**ACTION ITEM:** Of the lines below, copy those that hold the word "println".
+-------+
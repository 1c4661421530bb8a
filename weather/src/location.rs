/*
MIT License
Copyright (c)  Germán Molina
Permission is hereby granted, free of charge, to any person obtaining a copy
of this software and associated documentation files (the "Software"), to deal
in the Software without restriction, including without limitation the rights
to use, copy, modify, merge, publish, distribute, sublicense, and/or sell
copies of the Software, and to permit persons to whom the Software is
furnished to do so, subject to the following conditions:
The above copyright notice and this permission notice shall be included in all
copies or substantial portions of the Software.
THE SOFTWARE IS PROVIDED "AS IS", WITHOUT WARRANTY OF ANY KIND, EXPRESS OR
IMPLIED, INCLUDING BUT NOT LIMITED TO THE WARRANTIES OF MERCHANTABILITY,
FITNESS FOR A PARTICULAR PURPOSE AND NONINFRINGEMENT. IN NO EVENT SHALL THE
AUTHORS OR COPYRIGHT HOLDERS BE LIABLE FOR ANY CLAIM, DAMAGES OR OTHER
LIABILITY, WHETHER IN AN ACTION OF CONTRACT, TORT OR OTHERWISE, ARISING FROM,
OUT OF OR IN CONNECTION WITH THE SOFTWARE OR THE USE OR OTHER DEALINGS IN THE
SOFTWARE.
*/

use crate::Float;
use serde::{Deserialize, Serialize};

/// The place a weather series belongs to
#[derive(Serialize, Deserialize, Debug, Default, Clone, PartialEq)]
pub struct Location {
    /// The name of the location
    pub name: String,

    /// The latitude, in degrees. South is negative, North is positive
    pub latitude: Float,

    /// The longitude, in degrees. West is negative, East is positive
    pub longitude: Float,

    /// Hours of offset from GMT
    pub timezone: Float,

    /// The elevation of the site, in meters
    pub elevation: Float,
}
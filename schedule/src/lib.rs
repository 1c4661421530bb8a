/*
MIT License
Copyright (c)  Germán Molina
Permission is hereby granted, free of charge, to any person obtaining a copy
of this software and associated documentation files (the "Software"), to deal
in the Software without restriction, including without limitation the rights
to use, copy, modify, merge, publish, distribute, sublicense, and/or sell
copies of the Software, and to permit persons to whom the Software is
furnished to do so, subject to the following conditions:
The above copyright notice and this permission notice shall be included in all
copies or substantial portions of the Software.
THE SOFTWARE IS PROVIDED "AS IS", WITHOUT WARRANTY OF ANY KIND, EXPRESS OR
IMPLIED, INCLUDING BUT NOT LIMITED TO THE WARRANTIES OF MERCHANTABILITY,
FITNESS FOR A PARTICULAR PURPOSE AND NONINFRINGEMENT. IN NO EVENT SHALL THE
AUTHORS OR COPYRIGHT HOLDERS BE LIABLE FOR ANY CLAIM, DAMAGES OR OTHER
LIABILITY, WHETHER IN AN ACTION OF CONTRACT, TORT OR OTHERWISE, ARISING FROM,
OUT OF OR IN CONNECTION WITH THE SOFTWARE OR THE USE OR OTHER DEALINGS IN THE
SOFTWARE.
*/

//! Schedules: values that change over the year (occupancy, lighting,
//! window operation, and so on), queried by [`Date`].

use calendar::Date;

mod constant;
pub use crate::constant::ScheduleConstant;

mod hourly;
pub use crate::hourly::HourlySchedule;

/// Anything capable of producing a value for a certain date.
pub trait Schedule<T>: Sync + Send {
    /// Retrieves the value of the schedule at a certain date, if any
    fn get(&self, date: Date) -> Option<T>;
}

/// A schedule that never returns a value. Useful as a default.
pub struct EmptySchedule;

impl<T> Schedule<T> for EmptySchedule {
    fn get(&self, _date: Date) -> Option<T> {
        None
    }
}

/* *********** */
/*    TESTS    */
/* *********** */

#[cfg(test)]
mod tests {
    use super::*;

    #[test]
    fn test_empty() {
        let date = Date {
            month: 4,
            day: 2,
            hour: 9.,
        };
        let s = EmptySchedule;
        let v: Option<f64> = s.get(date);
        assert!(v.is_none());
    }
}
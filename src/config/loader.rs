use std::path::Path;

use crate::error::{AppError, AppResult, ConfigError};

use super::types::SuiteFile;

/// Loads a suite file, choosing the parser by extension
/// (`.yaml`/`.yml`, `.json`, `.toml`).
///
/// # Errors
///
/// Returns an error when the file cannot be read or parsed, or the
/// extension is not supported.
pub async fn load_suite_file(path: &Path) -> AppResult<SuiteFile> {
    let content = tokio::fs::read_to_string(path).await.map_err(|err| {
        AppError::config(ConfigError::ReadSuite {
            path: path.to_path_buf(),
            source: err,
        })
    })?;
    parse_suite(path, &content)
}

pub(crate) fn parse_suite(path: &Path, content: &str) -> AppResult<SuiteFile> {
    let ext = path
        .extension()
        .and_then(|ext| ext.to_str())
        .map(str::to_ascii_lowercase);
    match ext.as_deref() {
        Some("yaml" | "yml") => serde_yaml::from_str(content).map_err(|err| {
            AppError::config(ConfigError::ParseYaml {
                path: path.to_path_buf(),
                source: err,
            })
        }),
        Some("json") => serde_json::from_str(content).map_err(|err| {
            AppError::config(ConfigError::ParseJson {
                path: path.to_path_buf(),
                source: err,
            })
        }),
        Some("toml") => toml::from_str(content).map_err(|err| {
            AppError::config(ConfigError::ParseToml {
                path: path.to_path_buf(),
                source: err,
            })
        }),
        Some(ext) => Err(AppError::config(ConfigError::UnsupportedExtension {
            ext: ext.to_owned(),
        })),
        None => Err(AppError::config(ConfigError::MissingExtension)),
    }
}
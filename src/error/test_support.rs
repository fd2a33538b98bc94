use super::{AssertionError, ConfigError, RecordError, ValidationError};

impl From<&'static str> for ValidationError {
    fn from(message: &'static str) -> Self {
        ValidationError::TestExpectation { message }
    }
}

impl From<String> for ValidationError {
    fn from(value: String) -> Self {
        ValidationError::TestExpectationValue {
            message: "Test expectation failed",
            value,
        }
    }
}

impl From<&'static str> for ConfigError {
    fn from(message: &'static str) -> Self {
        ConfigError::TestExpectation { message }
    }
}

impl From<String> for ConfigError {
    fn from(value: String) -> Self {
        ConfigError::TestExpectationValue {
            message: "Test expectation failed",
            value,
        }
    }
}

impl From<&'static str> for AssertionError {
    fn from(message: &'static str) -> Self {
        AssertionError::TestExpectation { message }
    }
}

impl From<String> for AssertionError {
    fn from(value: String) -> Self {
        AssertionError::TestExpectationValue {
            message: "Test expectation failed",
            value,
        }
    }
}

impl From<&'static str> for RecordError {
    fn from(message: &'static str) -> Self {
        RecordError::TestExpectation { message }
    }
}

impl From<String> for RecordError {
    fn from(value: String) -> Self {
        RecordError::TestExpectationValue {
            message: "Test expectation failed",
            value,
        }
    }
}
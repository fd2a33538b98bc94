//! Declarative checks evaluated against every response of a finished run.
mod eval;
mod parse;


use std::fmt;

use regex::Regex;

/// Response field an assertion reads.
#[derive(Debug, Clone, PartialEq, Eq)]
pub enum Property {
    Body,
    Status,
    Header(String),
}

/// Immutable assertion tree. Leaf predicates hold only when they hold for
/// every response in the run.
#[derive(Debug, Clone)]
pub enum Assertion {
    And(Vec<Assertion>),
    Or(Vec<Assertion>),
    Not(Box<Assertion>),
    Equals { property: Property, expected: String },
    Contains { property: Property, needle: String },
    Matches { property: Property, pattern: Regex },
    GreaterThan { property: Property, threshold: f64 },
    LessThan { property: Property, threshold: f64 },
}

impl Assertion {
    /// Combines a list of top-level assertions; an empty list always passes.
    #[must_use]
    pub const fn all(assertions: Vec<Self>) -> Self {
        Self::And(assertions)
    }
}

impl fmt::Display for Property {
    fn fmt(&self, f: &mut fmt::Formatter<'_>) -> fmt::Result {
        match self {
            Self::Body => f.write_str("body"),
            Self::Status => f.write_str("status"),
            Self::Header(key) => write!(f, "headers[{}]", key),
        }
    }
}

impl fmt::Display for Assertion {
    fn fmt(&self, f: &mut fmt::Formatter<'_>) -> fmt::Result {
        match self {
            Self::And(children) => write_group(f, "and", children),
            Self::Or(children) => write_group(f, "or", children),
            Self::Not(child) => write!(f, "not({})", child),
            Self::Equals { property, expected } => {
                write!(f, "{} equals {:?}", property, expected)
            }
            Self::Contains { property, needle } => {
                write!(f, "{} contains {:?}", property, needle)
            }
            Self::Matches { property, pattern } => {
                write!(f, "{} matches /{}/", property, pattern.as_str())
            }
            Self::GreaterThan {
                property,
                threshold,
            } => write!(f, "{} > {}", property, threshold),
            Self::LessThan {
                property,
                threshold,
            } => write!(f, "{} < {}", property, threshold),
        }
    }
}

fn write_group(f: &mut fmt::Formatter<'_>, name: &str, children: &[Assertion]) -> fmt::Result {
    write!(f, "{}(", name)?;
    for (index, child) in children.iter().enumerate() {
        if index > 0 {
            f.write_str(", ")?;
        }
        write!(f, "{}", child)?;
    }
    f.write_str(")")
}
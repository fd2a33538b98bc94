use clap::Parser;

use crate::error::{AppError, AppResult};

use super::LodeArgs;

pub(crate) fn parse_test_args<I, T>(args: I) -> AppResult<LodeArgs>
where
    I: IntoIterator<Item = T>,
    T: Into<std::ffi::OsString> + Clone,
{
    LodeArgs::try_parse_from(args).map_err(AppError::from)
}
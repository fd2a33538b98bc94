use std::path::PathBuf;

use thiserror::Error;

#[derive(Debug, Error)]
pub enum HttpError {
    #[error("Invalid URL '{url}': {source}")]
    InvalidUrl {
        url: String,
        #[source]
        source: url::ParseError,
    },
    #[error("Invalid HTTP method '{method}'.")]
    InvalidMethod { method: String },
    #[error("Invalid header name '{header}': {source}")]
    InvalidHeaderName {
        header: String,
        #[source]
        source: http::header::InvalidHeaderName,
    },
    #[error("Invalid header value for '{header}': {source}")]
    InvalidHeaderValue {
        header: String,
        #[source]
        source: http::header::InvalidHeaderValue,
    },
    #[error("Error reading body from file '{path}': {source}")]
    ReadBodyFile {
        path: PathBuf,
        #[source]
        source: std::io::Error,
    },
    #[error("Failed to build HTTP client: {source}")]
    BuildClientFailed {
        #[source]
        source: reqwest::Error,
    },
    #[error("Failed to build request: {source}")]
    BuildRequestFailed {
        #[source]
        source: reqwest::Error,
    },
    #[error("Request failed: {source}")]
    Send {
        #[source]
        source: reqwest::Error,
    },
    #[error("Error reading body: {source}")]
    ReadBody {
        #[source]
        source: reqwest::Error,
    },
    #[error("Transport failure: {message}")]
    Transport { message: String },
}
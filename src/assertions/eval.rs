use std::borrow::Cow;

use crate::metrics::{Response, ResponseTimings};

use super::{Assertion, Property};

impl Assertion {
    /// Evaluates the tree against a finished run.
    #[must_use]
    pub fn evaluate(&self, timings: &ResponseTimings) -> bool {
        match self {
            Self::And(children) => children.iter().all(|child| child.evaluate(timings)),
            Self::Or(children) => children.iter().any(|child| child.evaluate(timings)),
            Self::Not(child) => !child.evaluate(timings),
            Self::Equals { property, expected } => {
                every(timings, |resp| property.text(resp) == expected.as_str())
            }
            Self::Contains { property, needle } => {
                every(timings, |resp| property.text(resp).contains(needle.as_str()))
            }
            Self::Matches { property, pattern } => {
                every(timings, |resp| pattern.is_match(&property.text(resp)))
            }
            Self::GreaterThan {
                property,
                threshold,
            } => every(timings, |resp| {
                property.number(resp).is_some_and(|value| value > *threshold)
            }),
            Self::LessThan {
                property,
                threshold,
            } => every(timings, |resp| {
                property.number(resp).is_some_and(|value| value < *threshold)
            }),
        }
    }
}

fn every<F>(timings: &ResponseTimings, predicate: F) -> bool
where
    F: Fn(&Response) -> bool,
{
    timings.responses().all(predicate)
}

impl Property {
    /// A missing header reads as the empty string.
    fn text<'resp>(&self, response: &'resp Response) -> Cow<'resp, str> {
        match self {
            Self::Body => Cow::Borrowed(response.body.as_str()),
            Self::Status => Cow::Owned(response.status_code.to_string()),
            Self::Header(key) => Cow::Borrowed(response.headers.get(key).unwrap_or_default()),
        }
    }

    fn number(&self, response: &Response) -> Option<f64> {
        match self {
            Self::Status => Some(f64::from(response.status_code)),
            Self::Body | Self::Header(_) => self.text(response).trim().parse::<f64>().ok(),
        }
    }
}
+-------+
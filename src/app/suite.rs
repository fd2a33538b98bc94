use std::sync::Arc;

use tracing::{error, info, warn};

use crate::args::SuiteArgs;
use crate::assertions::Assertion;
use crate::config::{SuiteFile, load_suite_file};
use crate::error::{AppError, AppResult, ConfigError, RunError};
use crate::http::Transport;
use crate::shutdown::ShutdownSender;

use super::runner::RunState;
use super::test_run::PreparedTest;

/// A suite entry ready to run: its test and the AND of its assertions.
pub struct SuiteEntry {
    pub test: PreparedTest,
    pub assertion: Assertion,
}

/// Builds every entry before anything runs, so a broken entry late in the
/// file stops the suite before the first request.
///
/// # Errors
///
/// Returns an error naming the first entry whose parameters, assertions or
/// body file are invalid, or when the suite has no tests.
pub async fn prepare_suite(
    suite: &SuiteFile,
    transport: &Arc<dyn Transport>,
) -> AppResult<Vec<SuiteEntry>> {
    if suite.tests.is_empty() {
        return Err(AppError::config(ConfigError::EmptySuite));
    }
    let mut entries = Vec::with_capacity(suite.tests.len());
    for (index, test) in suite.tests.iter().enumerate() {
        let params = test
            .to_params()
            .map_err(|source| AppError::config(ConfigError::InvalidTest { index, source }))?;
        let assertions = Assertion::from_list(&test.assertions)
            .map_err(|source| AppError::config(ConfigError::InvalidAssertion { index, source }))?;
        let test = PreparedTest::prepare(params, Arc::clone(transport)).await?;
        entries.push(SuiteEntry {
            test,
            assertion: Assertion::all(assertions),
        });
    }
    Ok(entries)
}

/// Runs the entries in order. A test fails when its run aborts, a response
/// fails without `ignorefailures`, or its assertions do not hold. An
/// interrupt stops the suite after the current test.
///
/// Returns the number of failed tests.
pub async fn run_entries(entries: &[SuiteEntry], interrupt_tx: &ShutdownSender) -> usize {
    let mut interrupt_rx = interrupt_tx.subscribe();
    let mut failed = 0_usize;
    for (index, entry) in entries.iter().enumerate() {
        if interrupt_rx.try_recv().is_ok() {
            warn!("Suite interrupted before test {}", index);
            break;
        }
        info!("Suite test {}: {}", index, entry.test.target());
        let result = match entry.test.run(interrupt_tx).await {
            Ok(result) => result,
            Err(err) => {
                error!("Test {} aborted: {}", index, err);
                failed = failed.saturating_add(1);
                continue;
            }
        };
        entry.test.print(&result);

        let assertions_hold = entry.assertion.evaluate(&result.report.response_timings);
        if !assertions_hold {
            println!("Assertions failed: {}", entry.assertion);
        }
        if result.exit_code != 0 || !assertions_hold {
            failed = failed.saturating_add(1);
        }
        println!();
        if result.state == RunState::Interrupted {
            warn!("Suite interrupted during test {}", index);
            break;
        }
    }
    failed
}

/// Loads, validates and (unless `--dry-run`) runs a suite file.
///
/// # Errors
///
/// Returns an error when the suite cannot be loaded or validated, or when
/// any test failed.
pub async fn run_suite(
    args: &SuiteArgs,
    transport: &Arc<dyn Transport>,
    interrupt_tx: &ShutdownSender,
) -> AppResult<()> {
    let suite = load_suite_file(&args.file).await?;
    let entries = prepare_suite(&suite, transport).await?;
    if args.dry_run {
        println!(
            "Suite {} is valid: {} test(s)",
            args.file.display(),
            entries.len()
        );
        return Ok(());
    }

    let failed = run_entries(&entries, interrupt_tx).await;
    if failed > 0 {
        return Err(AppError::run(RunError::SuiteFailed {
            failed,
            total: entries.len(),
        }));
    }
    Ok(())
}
+-------+
**RESPONSE TO THE EXERCISE:**
            println!("Assertions failed: {}", entry.assertion);
        println!();
        println!(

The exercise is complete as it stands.